Saved entries
┄┄┄┄┄┄┄┄┄┄
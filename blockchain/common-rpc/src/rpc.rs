use log::debug;
use serde::{de::DeserializeOwned, Deserialize, Serialize};
use serde_json::Value;
use std::sync::atomic::{AtomicU64, Ordering};
use std::time::Duration;
use thiserror::Error;

/// Default timeout applied to every JSON-RPC request
pub const DEFAULT_TIMEOUT: Duration = Duration::from_secs(30);

#[derive(Debug, Error)]
pub enum RpcError {
    #[error("Transport error: {0}")]
    Transport(#[from] reqwest::Error),

    #[error("JSON-RPC error {code}: {message}")]
    Response { code: i64, message: String, data: Option<Value> },

    #[error("Response deserialization error: {0}")]
    DeserializationError(String),
}

/// Trait for converting RpcError to other error types
pub trait RpcErrorConverter<E> {
    /// Convert an RpcError to another error type
    fn convert_error(error: RpcError) -> E;
}

#[derive(Debug, Serialize)]
struct JsonRpcRequest<'a> {
    jsonrpc: &'static str,
    id: u64,
    method: &'a str,
    params: Value,
}

#[derive(Debug, Deserialize)]
struct JsonRpcResponse {
    #[serde(default)]
    result: Option<Value>,
    #[serde(default)]
    error: Option<JsonRpcErrorObject>,
}

#[derive(Debug, Deserialize)]
struct JsonRpcErrorObject {
    code: i64,
    message: String,
    #[serde(default)]
    data: Option<Value>,
}

/// Minimal JSON-RPC 2.0 client over HTTP
///
/// Wallet providers and Ethereum nodes share this transport; the method names
/// and parameter shapes are the caller's concern.
pub struct JsonRpcClient {
    http: reqwest::Client,
    url: String,
    next_id: AtomicU64,
}

impl JsonRpcClient {
    /// Create a new client for the given endpoint with the default timeout
    pub fn new(url: &str) -> Result<Self, RpcError> {
        Self::new_with_timeout(url, DEFAULT_TIMEOUT)
    }

    /// Create a new client for the given endpoint and timeout
    pub fn new_with_timeout(url: &str, timeout: Duration) -> Result<Self, RpcError> {
        let http = reqwest::Client::builder().timeout(timeout).build()?;
        Ok(Self { http, url: url.to_string(), next_id: AtomicU64::new(1) })
    }

    pub fn url(&self) -> &str {
        &self.url
    }

    /// Send a request and deserialize its `result`
    ///
    /// A `null` result deserializes as-is, so methods that may return nothing
    /// should be requested as `Option<T>`.
    pub async fn request<T: DeserializeOwned>(
        &self,
        method: &str,
        params: Value,
    ) -> Result<T, RpcError> {
        let id = self.next_id.fetch_add(1, Ordering::Relaxed);
        debug!("JSON-RPC request {} #{} to {}", method, id, self.url);

        let request = JsonRpcRequest { jsonrpc: "2.0", id, method, params };
        let response: JsonRpcResponse =
            self.http.post(&self.url).json(&request).send().await?.json().await?;

        if let Some(error) = response.error {
            debug!("JSON-RPC {} #{} failed: {} ({})", method, id, error.message, error.code);
            return Err(RpcError::Response {
                code: error.code,
                message: error.message,
                data: error.data,
            });
        }

        serde_json::from_value(response.result.unwrap_or(Value::Null))
            .map_err(|e| RpcError::DeserializationError(format!("{}: {}", method, e)))
    }

    /// Send a request with automatic error conversion
    pub async fn request_with_conversion<T, E, C>(
        &self,
        method: &str,
        params: Value,
    ) -> Result<T, E>
    where
        T: DeserializeOwned,
        C: RpcErrorConverter<E>,
    {
        self.request(method, params).await.map_err(C::convert_error)
    }
}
┄┄┄┄┄┄┄┄┄┄
WHAT THE TASK ASKS
Reproduce all of the entries word for word.

OUTPUT FOR THIS EXERCISE
filename blockchain/common-rpc/src/rpc.rs
use log::debug;
use serde::{de::DeserializeOwned, Deserialize, Serialize};
use serde_json::Value;
use std::sync::atomic::{AtomicU64, Ordering};
use std::time::Duration;
use thiserror::Error;

/// Default timeout applied to every JSON-RPC request
pub const DEFAULT_TIMEOUT: Duration = Duration::from_secs(30);

#[derive(Debug, Error)]
pub enum RpcError {
    #[error("Transport error: {0}")]
    Transport(#[from] reqwest::Error),

    #[error("JSON-RPC error {code}: {message}")]
    Response { code: i64, message: String, data: Option<Value> },

    #[error("Response deserialization error: {0}")]
    DeserializationError(String),
}

/// Trait for converting RpcError to other error types
pub trait RpcErrorConverter<E> {
    /// Convert an RpcError to another error type
    fn convert_error(error: RpcError) -> E;
}

#[derive(Debug, Serialize)]
struct JsonRpcRequest<'a> {
    jsonrpc: &'static str,
    id: u64,
    method: &'a str,
    params: Value,
}

#[derive(Debug, Deserialize)]
struct JsonRpcResponse {
    #[serde(default)]
    result: Option<Value>,
    #[serde(default)]
    error: Option<JsonRpcErrorObject>,
}

#[derive(Debug, Deserialize)]
struct JsonRpcErrorObject {
    code: i64,
    message: String,
    #[serde(default)]
    data: Option<Value>,
}

/// Minimal JSON-RPC 2.0 client over HTTP
///
/// Wallet providers and Ethereum nodes share this transport; the method names
/// and parameter shapes are the caller's concern.
pub struct JsonRpcClient {
    http: reqwest::Client,
    url: String,
    next_id: AtomicU64,
}

impl JsonRpcClient {
    /// Create a new client for the given endpoint with the default timeout
    pub fn new(url: &str) -> Result<Self, RpcError> {
        Self::new_with_timeout(url, DEFAULT_TIMEOUT)
    }

    /// Create a new client for the given endpoint and timeout
    pub fn new_with_timeout(url: &str, timeout: Duration) -> Result<Self, RpcError> {
        let http = reqwest::Client::builder().timeout(timeout).build()?;
        Ok(Self { http, url: url.to_string(), next_id: AtomicU64::new(1) })
    }

    pub fn url(&self) -> &str {
        &self.url
    }

    /// Send a request and deserialize its `result`
    ///
    /// A `null` result deserializes as-is, so methods that may return nothing
    /// should be requested as `Option<T>`.
    pub async fn request<T: DeserializeOwned>(
        &self,
        method: &str,
        params: Value,
    ) -> Result<T, RpcError> {
        let id = self.next_id.fetch_add(1, Ordering::Relaxed);
        debug!("JSON-RPC request {} #{} to {}", method, id, self.url);

        let request = JsonRpcRequest { jsonrpc: "2.0", id, method, params };
        let response: JsonRpcResponse =
            self.http.post(&self.url).json(&request).send().await?.json().await?;

        if let Some(error) = response.error {
            debug!("JSON-RPC {} #{} failed: {} ({})", method, id, error.message, error.code);
            return Err(RpcError::Response {
                code: error.code,
                message: error.message,
                data: error.data,
            });
        }

        serde_json::from_value(response.result.unwrap_or(Value::Null))
            .map_err(|e| RpcError::DeserializationError(format!("{}: {}", method, e)))
    }

    /// Send a request with automatic error conversion
    pub async fn request_with_conversion<T, E, C>(
        &self,
        method: &str,
        params: Value,
    ) -> Result<T, E>
    where
        T: DeserializeOwned,
        C: RpcErrorConverter<E>,
    {
        self.request(method, params).await.map_err(C::convert_error)
    }
}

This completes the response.